The answer must restate the records below word for word.

[[ SOURCE MATERIAL, beginning ]]

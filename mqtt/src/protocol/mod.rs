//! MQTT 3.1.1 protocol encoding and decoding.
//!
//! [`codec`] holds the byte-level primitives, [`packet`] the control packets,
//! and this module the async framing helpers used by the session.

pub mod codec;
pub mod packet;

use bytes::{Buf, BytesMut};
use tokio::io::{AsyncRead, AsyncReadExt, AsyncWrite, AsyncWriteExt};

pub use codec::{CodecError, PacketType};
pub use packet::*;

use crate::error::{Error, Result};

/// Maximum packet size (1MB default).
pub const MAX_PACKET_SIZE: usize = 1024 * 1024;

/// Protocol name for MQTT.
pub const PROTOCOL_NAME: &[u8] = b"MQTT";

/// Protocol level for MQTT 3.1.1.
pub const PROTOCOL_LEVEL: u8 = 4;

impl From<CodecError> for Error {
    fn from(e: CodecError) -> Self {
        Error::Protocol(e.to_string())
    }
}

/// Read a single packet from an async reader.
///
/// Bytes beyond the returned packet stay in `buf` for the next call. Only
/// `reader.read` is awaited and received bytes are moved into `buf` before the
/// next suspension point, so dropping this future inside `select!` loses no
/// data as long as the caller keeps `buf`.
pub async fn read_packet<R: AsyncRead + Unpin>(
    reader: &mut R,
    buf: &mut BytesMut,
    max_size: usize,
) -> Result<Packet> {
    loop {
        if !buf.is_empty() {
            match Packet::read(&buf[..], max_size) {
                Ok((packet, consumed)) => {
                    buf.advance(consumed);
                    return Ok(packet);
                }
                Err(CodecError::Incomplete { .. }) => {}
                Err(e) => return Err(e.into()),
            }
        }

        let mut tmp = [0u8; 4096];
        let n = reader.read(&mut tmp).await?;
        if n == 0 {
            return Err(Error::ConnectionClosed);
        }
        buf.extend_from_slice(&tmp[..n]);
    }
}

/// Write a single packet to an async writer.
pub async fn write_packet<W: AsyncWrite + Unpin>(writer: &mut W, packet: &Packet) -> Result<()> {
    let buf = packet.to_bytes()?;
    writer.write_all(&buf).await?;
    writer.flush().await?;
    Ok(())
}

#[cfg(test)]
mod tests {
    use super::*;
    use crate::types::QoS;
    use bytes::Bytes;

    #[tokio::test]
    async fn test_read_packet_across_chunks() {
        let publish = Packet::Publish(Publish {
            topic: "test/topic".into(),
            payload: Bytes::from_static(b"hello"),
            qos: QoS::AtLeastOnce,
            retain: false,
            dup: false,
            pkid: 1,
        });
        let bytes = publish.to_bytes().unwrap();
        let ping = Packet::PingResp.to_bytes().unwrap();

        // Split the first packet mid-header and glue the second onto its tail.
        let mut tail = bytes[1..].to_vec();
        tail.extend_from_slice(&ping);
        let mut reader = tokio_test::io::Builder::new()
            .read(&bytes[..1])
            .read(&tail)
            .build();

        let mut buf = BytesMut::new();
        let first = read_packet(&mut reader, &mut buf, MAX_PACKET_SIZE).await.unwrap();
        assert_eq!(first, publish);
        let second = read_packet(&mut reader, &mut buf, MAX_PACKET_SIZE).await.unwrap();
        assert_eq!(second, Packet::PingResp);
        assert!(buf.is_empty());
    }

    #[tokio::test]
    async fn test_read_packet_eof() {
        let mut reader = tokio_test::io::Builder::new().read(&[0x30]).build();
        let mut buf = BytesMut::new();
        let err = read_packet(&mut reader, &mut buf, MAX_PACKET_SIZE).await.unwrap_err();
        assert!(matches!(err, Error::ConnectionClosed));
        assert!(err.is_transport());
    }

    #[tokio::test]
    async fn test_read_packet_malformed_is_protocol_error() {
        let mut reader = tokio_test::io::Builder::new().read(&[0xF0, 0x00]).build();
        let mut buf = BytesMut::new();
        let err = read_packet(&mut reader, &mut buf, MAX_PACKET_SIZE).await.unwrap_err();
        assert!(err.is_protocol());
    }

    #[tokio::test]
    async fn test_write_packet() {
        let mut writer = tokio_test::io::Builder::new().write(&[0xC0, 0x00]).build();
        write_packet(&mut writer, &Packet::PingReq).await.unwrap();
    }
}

[[ SOURCE MATERIAL, end ]]

** WRITTEN SOLUTION **
filename mqtt/src/protocol/mod.rs
//! MQTT 3.1.1 protocol encoding and decoding.
//!
//! [`codec`] holds the byte-level primitives, [`packet`] the control packets,
//! and this module the async framing helpers used by the session.

pub mod codec;
pub mod packet;

use bytes::{Buf, BytesMut};
use tokio::io::{AsyncRead, AsyncReadExt, AsyncWrite, AsyncWriteExt};

pub use codec::{CodecError, PacketType};
pub use packet::*;

use crate::error::{Error, Result};

/// Maximum packet size (1MB default).
pub const MAX_PACKET_SIZE: usize = 1024 * 1024;

/// Protocol name for MQTT.
pub const PROTOCOL_NAME: &[u8] = b"MQTT";

/// Protocol level for MQTT 3.1.1.
pub const PROTOCOL_LEVEL: u8 = 4;

impl From<CodecError> for Error {
    fn from(e: CodecError) -> Self {
        Error::Protocol(e.to_string())
    }
}

/// Read a single packet from an async reader.
///
/// Bytes beyond the returned packet stay in `buf` for the next call. Only
/// `reader.read` is awaited and received bytes are moved into `buf` before the
/// next suspension point, so dropping this future inside `select!` loses no
/// data as long as the caller keeps `buf`.
pub async fn read_packet<R: AsyncRead + Unpin>(
    reader: &mut R,
    buf: &mut BytesMut,
    max_size: usize,
) -> Result<Packet> {
    loop {
        if !buf.is_empty() {
            match Packet::read(&buf[..], max_size) {
                Ok((packet, consumed)) => {
                    buf.advance(consumed);
                    return Ok(packet);
                }
                Err(CodecError::Incomplete { .. }) => {}
                Err(e) => return Err(e.into()),
            }
        }

        let mut tmp = [0u8; 4096];
        let n = reader.read(&mut tmp).await?;
        if n == 0 {
            return Err(Error::ConnectionClosed);
        }
        buf.extend_from_slice(&tmp[..n]);
    }
}

/// Write a single packet to an async writer.
pub async fn write_packet<W: AsyncWrite + Unpin>(writer: &mut W, packet: &Packet) -> Result<()> {
    let buf = packet.to_bytes()?;
    writer.write_all(&buf).await?;
    writer.flush().await?;
    Ok(())
}

#[cfg(test)]
mod tests {
    use super::*;
    use crate::types::QoS;
    use bytes::Bytes;

    #[tokio::test]
    async fn test_read_packet_across_chunks() {
        let publish = Packet::Publish(Publish {
            topic: "test/topic".into(),
            payload: Bytes::from_static(b"hello"),
            qos: QoS::AtLeastOnce,
            retain: false,
            dup: false,
            pkid: 1,
        });
        let bytes = publish.to_bytes().unwrap();
        let ping = Packet::PingResp.to_bytes().unwrap();

        // Split the first packet mid-header and glue the second onto its tail.
        let mut tail = bytes[1..].to_vec();
        tail.extend_from_slice(&ping);
        let mut reader = tokio_test::io::Builder::new()
            .read(&bytes[..1])
            .read(&tail)
            .build();

        let mut buf = BytesMut::new();
        let first = read_packet(&mut reader, &mut buf, MAX_PACKET_SIZE).await.unwrap();
        assert_eq!(first, publish);
        let second = read_packet(&mut reader, &mut buf, MAX_PACKET_SIZE).await.unwrap();
        assert_eq!(second, Packet::PingResp);
        assert!(buf.is_empty());
    }

    #[tokio::test]
    async fn test_read_packet_eof() {
        let mut reader = tokio_test::io::Builder::new().read(&[0x30]).build();
        let mut buf = BytesMut::new();
        let err = read_packet(&mut reader, &mut buf, MAX_PACKET_SIZE).await.unwrap_err();
        assert!(matches!(err, Error::ConnectionClosed));
        assert!(err.is_transport());
    }

    #[tokio::test]
    async fn test_read_packet_malformed_is_protocol_error() {
        let mut reader = tokio_test::io::Builder::new().read(&[0xF0, 0x00]).build();
        let mut buf = BytesMut::new();
        let err = read_packet(&mut reader, &mut buf, MAX_PACKET_SIZE).await.unwrap_err();
        assert!(err.is_protocol());
    }

    #[tokio::test]
    async fn test_write_packet() {
        let mut writer = tokio_test::io::Builder::new().write(&[0xC0, 0x00]).build();
        write_packet(&mut writer, &Packet::PingReq).await.unwrap();
    }
}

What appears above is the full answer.